B) What were the macroeconomic arguments the critics might have expressed in their opposition to stimulus package as a bad economic policy, and not just for the US, but also for the world economy? Do they sound to have a trickle down adverse effect in the current or future financial stability in the US and the World economy, say later in 2013 and beyond? Do you think this issue is also related to the current political rhetoric between the GOP and Democrats on raising the tax rates for the wealthy making over $250K annually and leave the Bush Tax cut for the middle class (expired on Dec 31, 2012, with modification of extending the tax cut up to $400K per household)? With the new fiscal bill of President Obama passed by the US Congress on Jan 2nd of 2013, how would it affect the economy in the next two years starting from Jan 2013? 5 pts.

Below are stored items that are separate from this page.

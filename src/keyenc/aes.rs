//! AES key wrapping with a shared symmetric key
//!
//! - `A128KW` / `A192KW` / `A256KW`: RFC 3394 key wrap
//! - `A128GCMKW` / `A192GCMKW` / `A256GCMKW`: AES-GCM with a fresh 96-bit IV
//!   per encryption; the IV and 128-bit tag travel in the header

// Allow deprecated warnings for GenericArray::from_slice() which is the correct API for aes-gcm 0.10.x
#![allow(deprecated)]

use super::{check_cek_len, check_kek, resolve_cek, Decrypter, Encrypter};
use crate::aeskw;
use crate::algorithm::{AlgorithmFamily, ContentEncryptionAlgorithm, KeyEncryptionAlgorithm};
use crate::error::KeyEncError;
use crate::keygen;
use crate::types::{ByteSource, Cek, KeyHeader, SymmetricKey};
use aes_gcm::aead::consts::U12;
use aes_gcm::aead::{AeadInPlace, KeyInit, Nonce, Tag};
use aes_gcm::{Aes128Gcm, Aes256Gcm, AesGcm};
use zeroize::Zeroizing;

type Aes192Gcm = AesGcm<aes::Aes192, U12>;

/// AES-GCM IV length in bytes
pub const GCM_IV_LEN: usize = 12;

/// AES-GCM authentication tag length in bytes
pub const GCM_TAG_LEN: usize = 16;

/// AES Key Wrap (`A128KW`, `A192KW`, `A256KW`)
#[derive(Debug, Clone)]
pub struct AesKwEncrypter {
    alg: KeyEncryptionAlgorithm,
    enc: ContentEncryptionAlgorithm,
    kek: SymmetricKey,
    key_id: Option<String>,
}

impl AesKwEncrypter {
    pub fn new(
        alg: KeyEncryptionAlgorithm,
        enc: ContentEncryptionAlgorithm,
        kek: &[u8],
    ) -> Result<Self, KeyEncError> {
        check_kek(alg, AlgorithmFamily::AesKw, kek)?;
        Ok(AesKwEncrypter {
            alg,
            enc,
            kek: SymmetricKey::from_slice(kek),
            key_id: None,
        })
    }

    pub fn with_key_id(mut self, key_id: impl Into<String>) -> Self {
        self.key_id = Some(key_id.into());
        self
    }
}

impl Encrypter for AesKwEncrypter {
    fn algorithm(&self) -> KeyEncryptionAlgorithm {
        self.alg
    }

    fn key_id(&self) -> Option<&str> {
        self.key_id.as_deref()
    }

    fn encrypt(&self, cek: Option<&Cek>) -> Result<ByteSource, KeyEncError> {
        let cek = resolve_cek(self.enc, cek)?;
        let wrapped = aeskw::wrap(self.kek.as_slice(), cek.as_slice())?;
        Ok(ByteSource::new(cek, wrapped, KeyHeader::default()))
    }
}

#[derive(Debug, Clone)]
pub struct AesKwDecrypter {
    alg: KeyEncryptionAlgorithm,
    enc: ContentEncryptionAlgorithm,
    kek: SymmetricKey,
}

impl AesKwDecrypter {
    /// `enc` fixes the CEK length the unwrap must produce
    pub fn new(
        alg: KeyEncryptionAlgorithm,
        enc: ContentEncryptionAlgorithm,
        kek: &[u8],
    ) -> Result<Self, KeyEncError> {
        check_kek(alg, AlgorithmFamily::AesKw, kek)?;
        Ok(AesKwDecrypter {
            alg,
            enc,
            kek: SymmetricKey::from_slice(kek),
        })
    }
}

impl Decrypter for AesKwDecrypter {
    fn algorithm(&self) -> KeyEncryptionAlgorithm {
        self.alg
    }

    fn decrypt(&self, encrypted_key: &[u8]) -> Result<Cek, KeyEncError> {
        let cek = aeskw::unwrap(self.kek.as_slice(), encrypted_key)?;
        check_cek_len(self.enc, Cek::from_slice(&cek))
    }
}

/// AES-GCM key wrap (`A128GCMKW`, `A192GCMKW`, `A256GCMKW`)
#[derive(Debug, Clone)]
pub struct AesGcmKwEncrypter {
    alg: KeyEncryptionAlgorithm,
    enc: ContentEncryptionAlgorithm,
    kek: SymmetricKey,
    key_id: Option<String>,
}

impl AesGcmKwEncrypter {
    pub fn new(
        alg: KeyEncryptionAlgorithm,
        enc: ContentEncryptionAlgorithm,
        kek: &[u8],
    ) -> Result<Self, KeyEncError> {
        check_kek(alg, AlgorithmFamily::AesGcmKw, kek)?;
        Ok(AesGcmKwEncrypter {
            alg,
            enc,
            kek: SymmetricKey::from_slice(kek),
            key_id: None,
        })
    }

    pub fn with_key_id(mut self, key_id: impl Into<String>) -> Self {
        self.key_id = Some(key_id.into());
        self
    }
}

impl Encrypter for AesGcmKwEncrypter {
    fn algorithm(&self) -> KeyEncryptionAlgorithm {
        self.alg
    }

    fn key_id(&self) -> Option<&str> {
        self.key_id.as_deref()
    }

    fn encrypt(&self, cek: Option<&Cek>) -> Result<ByteSource, KeyEncError> {
        let cek = resolve_cek(self.enc, cek)?;
        let iv = keygen::random_bytes(GCM_IV_LEN)?;

        let kek = self.kek.as_slice();
        let (ciphertext, tag) = match kek.len() {
            16 => seal::<Aes128Gcm>(kek, &iv, cek.as_slice())?,
            24 => seal::<Aes192Gcm>(kek, &iv, cek.as_slice())?,
            _ => seal::<Aes256Gcm>(kek, &iv, cek.as_slice())?,
        };

        let header = KeyHeader {
            iv: Some(iv.to_vec()),
            tag: Some(tag),
            ..Default::default()
        };
        Ok(ByteSource::new(cek, ciphertext, header))
    }
}

/// Decrypts with the IV and tag taken from the message header
#[derive(Debug, Clone)]
pub struct AesGcmKwDecrypter {
    alg: KeyEncryptionAlgorithm,
    enc: ContentEncryptionAlgorithm,
    kek: SymmetricKey,
    iv: Vec<u8>,
    tag: Vec<u8>,
}

impl AesGcmKwDecrypter {
    pub fn new(
        alg: KeyEncryptionAlgorithm,
        enc: ContentEncryptionAlgorithm,
        kek: &[u8],
        header: &KeyHeader,
    ) -> Result<Self, KeyEncError> {
        check_kek(alg, AlgorithmFamily::AesGcmKw, kek)?;

        let iv = header.iv.clone().ok_or(KeyEncError::MissingHeader("iv"))?;
        let tag = header.tag.clone().ok_or(KeyEncError::MissingHeader("tag"))?;
        if iv.len() != GCM_IV_LEN {
            return Err(KeyEncError::Encoding(format!(
                "iv must be {} bytes, got {}",
                GCM_IV_LEN,
                iv.len()
            )));
        }
        if tag.len() != GCM_TAG_LEN {
            return Err(KeyEncError::Encoding(format!(
                "tag must be {} bytes, got {}",
                GCM_TAG_LEN,
                tag.len()
            )));
        }

        Ok(AesGcmKwDecrypter {
            alg,
            enc,
            kek: SymmetricKey::from_slice(kek),
            iv,
            tag,
        })
    }
}

impl Decrypter for AesGcmKwDecrypter {
    fn algorithm(&self) -> KeyEncryptionAlgorithm {
        self.alg
    }

    fn decrypt(&self, encrypted_key: &[u8]) -> Result<Cek, KeyEncError> {
        let kek = self.kek.as_slice();
        let cek = match kek.len() {
            16 => open::<Aes128Gcm>(kek, &self.iv, &self.tag, encrypted_key)?,
            24 => open::<Aes192Gcm>(kek, &self.iv, &self.tag, encrypted_key)?,
            _ => open::<Aes256Gcm>(kek, &self.iv, &self.tag, encrypted_key)?,
        };
        check_cek_len(self.enc, Cek::from_slice(&cek))
    }
}

fn seal<C>(kek: &[u8], iv: &[u8], cek: &[u8]) -> Result<(Vec<u8>, Vec<u8>), KeyEncError>
where
    C: AeadInPlace + KeyInit,
{
    let cipher = C::new_from_slice(kek).map_err(|_| KeyEncError::InvalidKeyLength {
        expected: C::key_size(),
        got: kek.len(),
    })?;
    let mut buffer = cek.to_vec();
    let tag = cipher
        .encrypt_in_place_detached(Nonce::<C>::from_slice(iv), b"", &mut buffer)
        .map_err(|_| KeyEncError::Encoding("AES-GCM key encryption failed".to_string()))?;
    Ok((buffer, tag.to_vec()))
}

fn open<C>(
    kek: &[u8],
    iv: &[u8],
    tag: &[u8],
    ciphertext: &[u8],
) -> Result<Zeroizing<Vec<u8>>, KeyEncError>
where
    C: AeadInPlace + KeyInit,
{
    let cipher = C::new_from_slice(kek).map_err(|_| KeyEncError::InvalidKeyLength {
        expected: C::key_size(),
        got: kek.len(),
    })?;
    let mut buffer = Zeroizing::new(ciphertext.to_vec());
    cipher
        .decrypt_in_place_detached(
            Nonce::<C>::from_slice(iv),
            b"",
            &mut buffer,
            Tag::<C>::from_slice(tag),
        )
        .map_err(|_| KeyEncError::Integrity)?;
    Ok(buffer)
}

C) What would happen to the growth rate of the money supply if foreigners lost confidence in the US dollar as a result of current uncertainty over the crisis of the fiscal cliff in the US economy while the Fed was trying nonetheless to maintain its current historic low federal funds rate target? Explain briefly. 5 pts.

Hint: Please keep in mind that the question asked whether money supply growth rate will increase or not (by the Fed) and why so.

d) Using the Keynesian Cross model diagram (The diagram with 45 degree line by splitting AD (C+I+G+NX) on the vertical axis and RGDP on the horizontal axis, See in Ch. 9,10 & 13 of the textbook) and equation, critically and briefly illustrate the short run and long run economic impact (negative effect on RGDP growth, employment, and other variables) of Recent "Sequester" measure of $85 billion (automatic spending cut of Government spending, G) passed by the US Congress.
(Hint: The impact will be in terms of major macroeconomic variables of US economy such as GDP growth, unemployment rate, interest rates, and inflation). 3 pts.

However, many critics contended that this "sequester" measure is only temporary and too small given the $4T US government budget to have a significant impact on the economy. Therefore, many economists considered this spending cut as too small to bring the economy back into recession. Do you agree or disagree with this contention?
Hint: You may also observe he most recent economic trend and the stock prices in the Wall Street, especially during the end of the second quarter of 2013. 2 pts.

Also, as part of your answer, you may include all pros and cons you might think in supporting your answer. You may also give a reference to the then economic trends in the context of consumer confidence, political bickering on the issue of debt ceiling, and government shut-down, unemployment rate and job creation for Aug and Sep 2013, stock market volatility, Housing market rebound, etc.